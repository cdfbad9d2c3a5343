use std::collections::BTreeMap;

use tracing::debug;

use podgate_core::constants::{PERMISSION_DOMAIN, ROLE_PARTICIPANT_GAS_COST};
use podgate_core::context::AuthContext;
use podgate_core::error::GateError;
use podgate_core::handler::{CheckResult, Decorator, DeliverResult, Handler};
use podgate_core::kv::{KvRead, KvStore};
use podgate_core::tx::Tx;
use podgate_core::types::RoleId;
use podgate_store::ModelBucket;

use crate::bucket::{role_bucket, RoleBindingBucket};
use crate::model::{Permission, Role};

// ── AuthN ────────────────────────────────────────────────────────────────────

/// Expands the signer addresses into the transitive closure of their role
/// bindings. Every reached role contributes its permissions and its role
/// condition address to a new context; each one charges
/// [`ROLE_PARTICIPANT_GAS_COST`] into the Check result.
pub struct AuthNDecorator {
    role_bucket: ModelBucket<Role>,
    binding_bucket: RoleBindingBucket,
}

impl AuthNDecorator {
    pub fn new() -> Self {
        Self {
            role_bucket: role_bucket(),
            binding_bucket: RoleBindingBucket::new(),
        }
    }

    fn auth_roles(
        &self,
        ctx: &AuthContext,
        store: &dyn KvRead,
    ) -> Result<(AuthContext, u64), GateError> {
        let mut reached: BTreeMap<RoleId, Role> = BTreeMap::new();
        let mut cost = 0u64;

        for signer in ctx.signers() {
            for role_id in self.binding_bucket.find_role_ids_by_address(store, signer)? {
                self.load_roles(store, role_id, &mut reached, &mut cost)?;
            }
        }

        if reached.is_empty() {
            return Ok((ctx.clone(), 0));
        }

        let mut ctx = ctx.clone();
        ctx.add_conditions(reached.values().map(|r| r.address));
        ctx.add_permissions(
            reached
                .values()
                .flat_map(|r| r.permissions.iter().map(|p| p.0.clone())),
        );
        debug!(roles = reached.len(), "expanded role bindings");
        Ok((ctx, cost))
    }

    /// Depth-first resolution over `role_ids`. The visited map makes the
    /// walk terminate on any graph, cyclic stores included, and bounds the
    /// gas at one charge per role.
    fn load_roles(
        &self,
        store: &dyn KvRead,
        role_id: RoleId,
        reached: &mut BTreeMap<RoleId, Role>,
        cost: &mut u64,
    ) -> Result<(), GateError> {
        if reached.contains_key(&role_id) {
            return Ok(());
        }
        let role = self.role_bucket.one(store, &role_id.to_key())?;
        *cost += ROLE_PARTICIPANT_GAS_COST;
        let inherited = role.role_ids.clone();
        reached.insert(role_id, role);

        for sub in inherited {
            self.load_roles(store, sub, reached, cost)?;
        }
        Ok(())
    }
}

impl Default for AuthNDecorator {
    fn default() -> Self {
        Self::new()
    }
}

impl Decorator for AuthNDecorator {
    fn check(
        &self,
        ctx: &AuthContext,
        store: &mut dyn KvStore,
        tx: &Tx,
        next: &dyn Handler,
    ) -> Result<CheckResult, GateError> {
        let (ctx, cost) = self.auth_roles(ctx, &*store)?;
        let mut res = next.check(&ctx, store, tx)?;
        res.gas_payment += cost;
        Ok(res)
    }

    fn deliver(
        &self,
        ctx: &AuthContext,
        store: &mut dyn KvStore,
        tx: &Tx,
        next: &dyn Handler,
    ) -> Result<DeliverResult, GateError> {
        let (ctx, _) = self.auth_roles(ctx, &*store)?;
        next.deliver(&ctx, store, tx)
    }
}

// ── AuthZ ────────────────────────────────────────────────────────────────────

/// Derives the required permission from the message route and tests the
/// context's permission set for a grant, exact or wildcard.
pub struct AuthZDecorator {
    permission_prefix: &'static str,
}

impl AuthZDecorator {
    pub fn new() -> Self {
        Self {
            permission_prefix: PERMISSION_DOMAIN,
        }
    }

    fn resolve_permission(&self, tx: &Tx) -> Permission {
        let normalized = tx.msg.path().to_lowercase().replace('/', ".");
        Permission::new(format!("{}.{}", self.permission_prefix, normalized))
    }

    fn authorize(&self, ctx: &AuthContext, tx: &Tx) -> Result<(), GateError> {
        let required = self.resolve_permission(tx);
        let granted = ctx
            .permissions()
            .iter()
            .any(|p| Permission::new(p.clone()).allows(&required));
        if !granted {
            return Err(GateError::Unauthorized("insufficient permissions".into()));
        }
        Ok(())
    }
}

impl Default for AuthZDecorator {
    fn default() -> Self {
        Self::new()
    }
}

impl Decorator for AuthZDecorator {
    fn check(
        &self,
        ctx: &AuthContext,
        store: &mut dyn KvStore,
        tx: &Tx,
        next: &dyn Handler,
    ) -> Result<CheckResult, GateError> {
        self.authorize(ctx, tx)?;
        next.check(ctx, store, tx)
    }

    fn deliver(
        &self,
        ctx: &AuthContext,
        store: &mut dyn KvStore,
        tx: &Tx,
        next: &dyn Handler,
    ) -> Result<DeliverResult, GateError> {
        self.authorize(ctx, tx)?;
        next.deliver(ctx, store, tx)
    }
}

#[cfg(test)]
mod tests {
    use super::*;
    use podgate_core::error::ErrorKind;
    use podgate_core::msg::{DeleteArtifactMsg, Metadata, Msg};
    use podgate_core::types::Address;
    use podgate_crypto::role_condition;
    use podgate_store::MemStore;

    fn addr(n: u8) -> Address {
        Address::from_bytes([n; 20])
    }

    fn seed_role(store: &mut MemStore, id: u64, permissions: &[&str], inherits: &[u64]) {
        let role = Role {
            metadata: Metadata::new(),
            id: RoleId(id),
            name: format!("role-{id}"),
            owner: addr(1),
            address: role_condition(RoleId(id)),
            role_ids: inherits.iter().map(|&i| RoleId(i)).collect(),
            permissions: permissions.iter().map(|p| Permission::new(*p)).collect(),
        };
        role_bucket()
            .put(store, Some(&RoleId(id).to_key()), &role)
            .unwrap();
    }

    fn delete_tx() -> Tx {
        Tx::new(Msg::DeleteArtifact(DeleteArtifactMsg {
            metadata: Metadata::new(),
            image: "foo/bar:v0.0.1".into(),
        }))
    }

    /// Terminal handler exposing the expanded context.
    struct Capture;

    impl Handler for Capture {
        fn check(
            &self,
            ctx: &AuthContext,
            _store: &mut dyn KvStore,
            _tx: &Tx,
        ) -> Result<CheckResult, GateError> {
            let mut log: Vec<String> = ctx.permissions().iter().cloned().collect();
            log.extend(ctx.conditions().iter().map(|c| c.to_hex()));
            Ok(CheckResult {
                log: log.join(","),
                ..Default::default()
            })
        }

        fn deliver(
            &self,
            _ctx: &AuthContext,
            _store: &mut dyn KvStore,
            _tx: &Tx,
        ) -> Result<DeliverResult, GateError> {
            Ok(DeliverResult::default())
        }
    }

    fn signer_ctx(a: Address) -> AuthContext {
        let mut ctx = AuthContext::new("test-chain");
        ctx.add_signer(a);
        ctx
    }

    #[test]
    fn bound_role_contributes_permissions_and_condition() {
        let mut store = MemStore::new();
        seed_role(&mut store, 1, &["_podgate.artifacts.*"], &[]);
        RoleBindingBucket::new()
            .create(&mut store, RoleId(1), addr(5))
            .unwrap();

        let res = AuthNDecorator::new()
            .check(&signer_ctx(addr(5)), &mut store, &delete_tx(), &Capture)
            .unwrap();
        assert!(res.log.contains("_podgate.artifacts.*"));
        assert!(res.log.contains(&role_condition(RoleId(1)).to_hex()));
        assert_eq!(res.gas_payment, ROLE_PARTICIPANT_GAS_COST);
    }

    #[test]
    fn inherited_roles_are_visited_once() {
        let mut store = MemStore::new();
        // devops inherits admin; both bound paths reach admin only once.
        seed_role(&mut store, 1, &["_podgate.artifacts.*"], &[]);
        seed_role(&mut store, 2, &["_podgate.deploy"], &[1]);
        RoleBindingBucket::new()
            .create(&mut store, RoleId(2), addr(5))
            .unwrap();
        RoleBindingBucket::new()
            .create(&mut store, RoleId(1), addr(5))
            .unwrap();

        let res = AuthNDecorator::new()
            .check(&signer_ctx(addr(5)), &mut store, &delete_tx(), &Capture)
            .unwrap();
        assert!(res.log.contains("_podgate.artifacts.*"));
        assert!(res.log.contains("_podgate.deploy"));
        // Two roles reached, two charges, regardless of how many edges
        // lead to them.
        assert_eq!(res.gas_payment, 2 * ROLE_PARTICIPANT_GAS_COST);
    }

    #[test]
    fn unbound_signer_passes_through_unchanged() {
        let mut store = MemStore::new();
        let res = AuthNDecorator::new()
            .check(&signer_ctx(addr(5)), &mut store, &delete_tx(), &Capture)
            .unwrap();
        assert_eq!(res.log, "");
        assert_eq!(res.gas_payment, 0);
    }

    #[test]
    fn missing_role_record_fails_resolution() {
        let mut store = MemStore::new();
        RoleBindingBucket::new()
            .create(&mut store, RoleId(9), addr(5))
            .unwrap();
        let err = AuthNDecorator::new()
            .check(&signer_ctx(addr(5)), &mut store, &delete_tx(), &Capture)
            .unwrap_err();
        assert_eq!(err.kind(), ErrorKind::NotFound);
    }

    #[test]
    fn authz_requires_matching_grant() {
        let mut store = MemStore::new();
        let mut ctx = signer_ctx(addr(5));
        let err = AuthZDecorator::new()
            .check(&ctx, &mut store, &delete_tx(), &Capture)
            .unwrap_err();
        assert_eq!(err.kind(), ErrorKind::Unauthorized);

        ctx.add_permissions(["_podgate.artifacts.delete".to_string()]);
        AuthZDecorator::new()
            .check(&ctx, &mut store, &delete_tx(), &Capture)
            .unwrap();
    }

    #[test]
    fn authz_accepts_wildcard_grant() {
        let mut store = MemStore::new();
        let mut ctx = signer_ctx(addr(5));
        ctx.add_permissions(["_podgate.*".to_string()]);
        AuthZDecorator::new()
            .check(&ctx, &mut store, &delete_tx(), &Capture)
            .unwrap();
    }
}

• [Work to complete] Tally the lines of the records that contain the word "debug", then give only the tally.

• [Exercise solution] 2